Ogni sera il 40% della banda larga disponibile negli Stati Uniti viene occupato da Netflix
Banda larga consumata da Netflix
Tim Berners-Lee è vivo e vegeto, l’open source e Wikipedia esistono ancora. Ma sono ancora questi tre i soggetti che “definiscono” l’epoca in cui viviamo? Si può dire che la Rete del XXI secolo riflette i loro valori? Oggi si stima che un quarto di tutto il traffico di Internet nel Nordamerica è “catturato” da Google. Un abitante ogni sette del pianeta è su Facebook. Ogni sera il 40% della banda larga disponibile negli Stati Uniti viene occupato da Netflix, leader nel videostraming, che fornisce ai telespettatori film e serie televisive a domicilio, ovviamente a pagamento. le praterie sterminate di Internet sono state oggetto di un’appropriazione, di una “enclosure”. Hannah Kuchler corrispondente del “Financial Times” a San Francisco, la descrive in questi termini che rievocano inconsapevolmente proprio la fine della “common land”:
“Abbiamo gioiosamente consegnato quelle che erano delle risorse comuni ad aziende private sottovalutando l’invasione commerciale delle nostre vite. Invece della piazza cittadina abbiamo Twitter. Invece della biblioteca comunale abbiamo Google. Invece dell’album fotografico di famiglia abbiamo Facebook”.
Jaron Lanier sostiene che le tendenze monopolistiche dell’economia digitale rafforzano le strutture del potere capitalistico anziché rimetterle in questione. Astra Taylor denuncia il fatto che viviamo in un mondo “dove tutto ci è diventato accessibile, individualmente, a patto però che accettiamo di passare attraverso i grandi gruppi che controllano la Rete”. Evgenij Morozov ammonisce che le tecnologie digitali non sono di per sé progressiste o reazionarie, libertarie o autoritarie: tutti possono usarle, coloro che combattono le dittature o quelli che sorvegliano i cittadini nei regimi dittatoriali.

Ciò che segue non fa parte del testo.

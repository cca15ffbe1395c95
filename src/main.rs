mod config;

use anyhow::{Context, Result};
use clap::Parser;
use config::{CliConfig, Config};
use std::io;
use tracing::{info, warn};
use transfer_processor::{
    balance::BalanceStore,
    io::{create_file, open_balances, open_transfers, write_balances, write_report},
    process_batch,
};

fn main() -> Result<()> {
    tracing_subscriber::fmt()
        .with_writer(io::stderr)
        .with_env_filter(
            tracing_subscriber::EnvFilter::try_from_default_env()
                .unwrap_or_else(|_| tracing_subscriber::EnvFilter::new("info")),
        )
        .with_target(false)
        .init();

    let config = CliConfig::parse();

    update_balances(&config)?;

    info!("Account balances updated successfully");

    Ok(())
}

fn update_balances<C: Config>(config: &C) -> Result<()> {
    let balances = open_balances(config.balances_path()).context("Failed to open balances file")?;
    let store = BalanceStore::load(balances).context("Failed to load account balances")?;

    match store.total() {
        Some(total) => info!("Loaded {} accounts holding {total} in total", store.len()),
        None => warn!(
            "Loaded {} accounts, total balance exceeds the decimal range",
            store.len()
        ),
    }

    let transfers =
        open_transfers(config.transfers_path()).context("Failed to open transfers file")?;
    let (store, reporter) = process_batch(store, transfers).context("Failed to process transfers")?;

    let summary = reporter.summary();
    info!(
        "Processed {} transfers: {} applied, {} rejected ({} insufficient funds, {} invalid account, {} negative amount, {} overflow)",
        reporter.len(),
        summary.applied,
        summary.rejected(),
        summary.insufficient_funds,
        summary.invalid_account,
        summary.negative_amount,
        summary.overflow,
    );

    let output = create_file(config.output_path()).context("Failed to create output file")?;
    write_balances(output, &store).context("Failed to write updated balances")?;

    if let Some(path) = config.report_path() {
        let report = create_file(path).context("Failed to create report file")?;
        write_report(report, &reporter).context("Failed to write transfer report")?;
    }

    Ok(())
}
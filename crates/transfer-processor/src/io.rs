//! CSV record source and sink.
//!
//! Both ends are thin wrappers around [`csv`]: sources yield parsed rows
//! lazily in file order, sinks write a header row followed by one row per
//! entry. Only headers and numeric fields are trimmed; account ids are
//! kept byte for byte.

use crate::{
    balance::BalanceStore,
    error::{LedgerError, Result},
    report::{ReportOutput, Reporter},
    transfer::{BalanceOutput, BalanceRecord, ParseRecord, TransferRecord},
};
use csv::{StringRecord, StringRecordsIntoIter, Trim};
use std::{
    fs::File,
    io::{Read, Write},
    marker::PhantomData,
    path::Path,
};

/// Lazy, non-restartable stream of parsed rows from a CSV source with a header row
pub struct CsvRecordSource<R, T> {
    headers: StringRecord,
    records: StringRecordsIntoIter<R>,
    _record: PhantomData<T>,
}

pub type BalanceSource<R> = CsvRecordSource<R, BalanceRecord>;
pub type TransferSource<R> = CsvRecordSource<R, TransferRecord>;

impl<R, T> CsvRecordSource<R, T>
where
    R: Read,
    T: ParseRecord,
{
    pub fn new(source: R) -> Result<Self> {
        let mut reader = csv::ReaderBuilder::new()
            .trim(Trim::Headers)
            .flexible(true)
            .from_reader(source);

        let headers = reader.headers().map_err(LedgerError::from_csv)?.clone();

        Ok(Self {
            headers,
            records: reader.into_records(),
            _record: PhantomData,
        })
    }

    fn parse_row(&self, row: &StringRecord) -> Result<T::Output> {
        let line = row.position().map_or(0, csv::Position::line);
        let record: T = row
            .deserialize(Some(&self.headers))
            .map_err(|err| LedgerError::MalformedRecord {
                line,
                reason: err.to_string(),
            })?;

        record.parse(line)
    }
}

impl<T: ParseRecord> CsvRecordSource<File, T> {
    pub fn from_path(path: impl AsRef<Path>) -> Result<Self> {
        let path = path.as_ref();
        let file = File::open(path).map_err(|source| LedgerError::Io {
            path: path.to_path_buf(),
            source,
        })?;

        Self::new(file)
    }
}

impl<R, T> Iterator for CsvRecordSource<R, T>
where
    R: Read,
    T: ParseRecord,
{
    type Item = Result<T::Output>;

    fn next(&mut self) -> Option<Self::Item> {
        let row = self.records.next()?;

        Some(
            row.map_err(LedgerError::from_csv)
                .and_then(|row| self.parse_row(&row)),
        )
    }
}

pub fn open_balances(path: impl AsRef<Path>) -> Result<BalanceSource<File>> {
    CsvRecordSource::from_path(path)
}

pub fn open_transfers(path: impl AsRef<Path>) -> Result<TransferSource<File>> {
    CsvRecordSource::from_path(path)
}

/// Writes `Account,Balance` rows in store iteration order.
pub fn write_balances<W: Write>(output: W, store: &BalanceStore) -> Result<()> {
    let mut writer = headerless_writer(output);
    writer.write_record(["Account", "Balance"])?;

    for (account, balance) in store.iter() {
        writer.serialize(BalanceOutput { account, balance })?;
    }

    writer.flush().map_err(csv::Error::from)?;

    Ok(())
}

/// Writes `FromAccount,ToAccount,Amount,Outcome` rows in processing order.
pub fn write_report<W: Write>(output: W, reporter: &Reporter) -> Result<()> {
    let mut writer = headerless_writer(output);
    writer.write_record(["FromAccount", "ToAccount", "Amount", "Outcome"])?;

    for entry in reporter.entries() {
        writer.serialize(ReportOutput::from(entry))?;
    }

    writer.flush().map_err(csv::Error::from)?;

    Ok(())
}

// The header row is written explicitly so that empty sinks still get one.
fn headerless_writer<W: Write>(output: W) -> csv::Writer<W> {
    csv::WriterBuilder::new()
        .has_headers(false)
        .from_writer(output)
}

pub fn create_file(path: impl AsRef<Path>) -> Result<File> {
    let path = path.as_ref();

    File::create(path).map_err(|source| LedgerError::Io {
        path: path.to_path_buf(),
        source,
    })
}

Un abitante ogni sette del pianeta è su Facebook
Popolazione mondiale su Facebook
Un vezzo dell’élite intellettuali, che s’innamorano delle innovazioni tanto più quando non le capiscono, è il feticismo delle tecnologie. Tanti commentatori occidentali si sono innamorati della “rivoluzione fatta da Twitter e Facebook”, inneggiando alla “primavera” del Cairo come se fosse stata una felice creatura generata in laboratorio dalla Silicon Valley, con tanti social network e una spruzzatina di valori universali della Rivoluzione francese. Salvo poi accorgersi che gli stessi social network possono essere indifferentemente usati a scopi di spionaggio, sorveglianza, repressione. Le tecnologie sono sempre state così. La stampa di Gutenberg servì a diffondere l’istruzione, ma anche a divulgare milioni di copie di Mein Kampf, autore Adolf Hitler, o dell’opera omnia dei tre Kim, i dittatori sanguinari della Corea del Nord. L’invenzione del telegrafo aiutò Lenin a diffondere il Verbo della Rivoluzione bolscevica, ma sapevano usarlo anche i servizi segreti dello zar. La radio la usò molto abilmente Franklin Roosevelt per propagandare il suo New Deal progressista, ma la padroneggiava anche Mussolini.